Although the P (=(X, Y, Z)) in the 3D coordinate system indicates a random point of the camera coordinate system, if a photographing is performed using a plurality of cameras, a reference coordinate system common to a plurality of the cameras may be needed. In FIG. 1, if a random point of a reference coordinate system, which has a reference set to a point Ow, is set to Pw (=(Xw, Yw, Zw)), the Pw (=(Xw, Yw, Zw)) can be converted to a random point P (=(X, Y, Z)) of the camera coordinate system using 3×3 rotation matrix R and 3×1 translation vector. The P can be obtained by Formula 1.

P=R*Pw+T [Formula 1]

Based on the above description, the depth picture or the depth map is redefined as follows. First of all, the depth picture or the depth map can be called a set of information resulting from converting a distance between a position of a camera and an object into a relative value with reference to the position of the camera and can be represented by one of a picture unit, a slice unit and the like. And, the depth information in the depth picture or the depth map can be represented by a pixel unit.

Each pixel value of the depth picture can be represented as a Z-coordinate value of the coordinates P (=(X, Y, Z)) corresponding to the camera coordinate system. Since the Z-coordinate value belongs to a real number range, it is necessary to quantize the Z-coordinate value into a value belonging to an integer range to be represented in a digital image format. Each pixel value of the depth picture can be quantized by Formula 2 or Formula 3.
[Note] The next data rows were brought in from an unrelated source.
//! Ordered set of registered capability providers.

use parking_lot::RwLock;
use std::sync::Arc;
use tracing::{info, warn};

use crate::provider::CapabilityProvider;

#[derive(Default)]
pub struct CapabilityRegistry {
    providers: RwLock<Vec<Arc<dyn CapabilityProvider>>>,
}

impl CapabilityRegistry {
    pub fn new() -> Self {
        Self::default()
    }

    /// Add a provider. A provider whose identity is already registered takes
    /// over the earlier entry's slot, so registration order is unchanged.
    pub fn register(&self, provider: Arc<dyn CapabilityProvider>) {
        let mut providers = self.providers.write();
        let id = provider.id().to_string();

        match providers.iter().position(|existing| existing.id() == id) {
            Some(index) => {
                warn!(provider = %id, "Replacing previously registered provider");
                providers[index] = provider;
            }
            None => {
                info!(provider = %id, "Registering provider");
                providers.push(provider);
            }
        }
    }

    /// Snapshot of the registered providers in registration order.
    pub fn providers(&self) -> Vec<Arc<dyn CapabilityProvider>> {
        self.providers.read().clone()
    }

    pub fn ids(&self) -> Vec<String> {
        self.providers.read().iter().map(|p| p.id().to_string()).collect()
    }

    pub fn len(&self) -> usize {
        self.providers.read().len()
    }

    pub fn is_empty(&self) -> bool {
        self.providers.read().is_empty()
    }
}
Zq=floor(255*(Z−Znear)/(Zfar−Znear)+0.5) [Formula 2]

Zq=floor(255*(1/Z−1/Zfar)/(1/Znear−1/Zfar)+0.5) [Formula 3]

In Formula 2 or Formula 3, Zq means a quantized depth information. Referring to [Top View] shown in FIG. 1, Znear means the lower limit of the Z-coordinate value and Zfar means the upper limit of the Z-coordinate value. According to Formula 2 or Formula 3, the quantized depth information can have an integer value in a range of 0˜255.
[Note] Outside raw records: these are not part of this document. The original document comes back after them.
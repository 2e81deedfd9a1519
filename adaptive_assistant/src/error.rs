//! Error taxonomy for the routing core.
//!
//! Provider faults and learning-store faults are contained where they occur
//! and reported as data; these types give them a name and a display form.

use std::path::PathBuf;
use std::time::Duration;
use thiserror::Error;

/// Faults raised while loading or persisting the learning table.
#[derive(Error, Debug)]
pub enum LearningStoreError {
    #[error("learning state at {path:?} is corrupt: {reason}")]
    Corrupt { path: PathBuf, reason: String },

    #[error("failed to persist learning state: {0}")]
    Persist(String),

    #[error("learning storage I/O error: {0}")]
    Io(#[from] std::io::Error),

    #[error("learning storage backend error: {0}")]
    Backend(String),
}

impl From<sled::Error> for LearningStoreError {
    fn from(err: sled::Error) -> Self {
        LearningStoreError::Backend(err.to_string())
    }
}

/// Why a single provider invocation did not succeed.
#[derive(Error, Debug, Clone, PartialEq)]
pub enum ExecutionFault {
    #[error("{0}")]
    Failed(String),

    #[error("provider timed out after {0:?}")]
    TimedOut(Duration),

    #[error("provider panicked: {0}")]
    Panicked(String),

    #[error("{0}")]
    ReportedFailure(String),
}

impl ExecutionFault {
    /// Stable label recorded under the `fault` metadata key.
    pub fn kind(&self) -> &'static str {
        match self {
            ExecutionFault::Failed(_) => "failed",
            ExecutionFault::TimedOut(_) => "timed_out",
            ExecutionFault::Panicked(_) => "panicked",
            ExecutionFault::ReportedFailure(_) => "reported_failure",
        }
    }
}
Thus, the depth picture or the depth map can be coded together with a video sequence of color picture or can be coed with a separate sequence. In this case, various embodiments are applicable for the compatibility with a conventional codec. For instance, a depth coding scheme is applicable as a supplementary scheme to be compatible with H.264 codec. For another instance, a depth coding scheme is applicable as an extension scheme in H.264/AVC multiview video coding. For another instance, a depth coding scheme is applicable as an extension scheme in H.264/AVC scalable video coding. For further instance, a depth coding scheme is applicable as a separate codec scheme of coding a video sequence containing a depth picture only. In the following description, detailed embodiments of depth coding are explained. And, the detailed embodiments of depth coding can be utilized for various cases as mentioned in the foregoing description.

FIG. 2 is an internal block diagram of a broadcast receiver, to which depth coding is applied, according to an embodiment of the present invention.

A broadcast receiver according to the present embodiment receives a terrestrial broadcast signal and then plays a corresponding video. The broadcast receiver is able to generate a 3D content using the received depth related informations. The broadcast receiver includes a tuner 200, a demodulation/channel decoder 202, a transport demultiplexing unit 204, a packet release unit 206, an audio decoder 208, a video decoder 210, a PSI/PSIP processing unit 214, a 3D rendering unit 216, a formatter 220 and a display unit 222.

The tuner 200 selects a broadcast signal of a prescribed user-selected channel from a plurality of broadcast signals inputted via an antenna (not shown in the drawing) and then outputs the selected broadcast signal. The demodulation/channel decoder 202 demodulates the broadcast signal from the tuner 200 and then outputs a transport stream S) by performing error correction decoding on the demodulated signal. The transport demultiplexing unit 204 demultiplexes the transport stream into a video PES (Packeted Elementary Stream) and an audio PES (Packeted Elementary Stream) and then extracts PSI/PSIP (Program Specific Information/Program and System Information Protocol) information. The packet release unit 206 recovers a video ES and an audio ES by clearing packets for the video PES and the audio PES. The audio decoder 208 outputs an audio bitstream by decoding the audio ES. The audio bitstream is converted to an analog audio signal by a digital-to-analog converter (not shown in the drawing), is amplified by an amplifier (not shown in the drawing), and is then outputted via a speaker (not shown in the drawing). The video decoder 210 recovers an original video by decoding the video ES. The decoding process by the audio decoder 208 and the video decoder 210 can be executed on the basis of a packet ID (PID) confirmed by the PSI/PSIP processing unit 214. In the decoding process, the video decoder 210 is able to extract depth information. And, the video decoder 210 extracts such supplementary information required for generating a video of a virtual camera view as camera information, information (e.g., geometrical information such as an object contour line and the like, object transparency information, color information, etc.) for estimating an occlusion (i.e., an unseen part blocked by an object in front) and the like and is then able to provide the extracted supplementary information to the 3D rendering unit 216. Yet, according to another embodiment of the present invention, the depth information and/or the supplementary information can be separated by the transport demultiplexing unit 204.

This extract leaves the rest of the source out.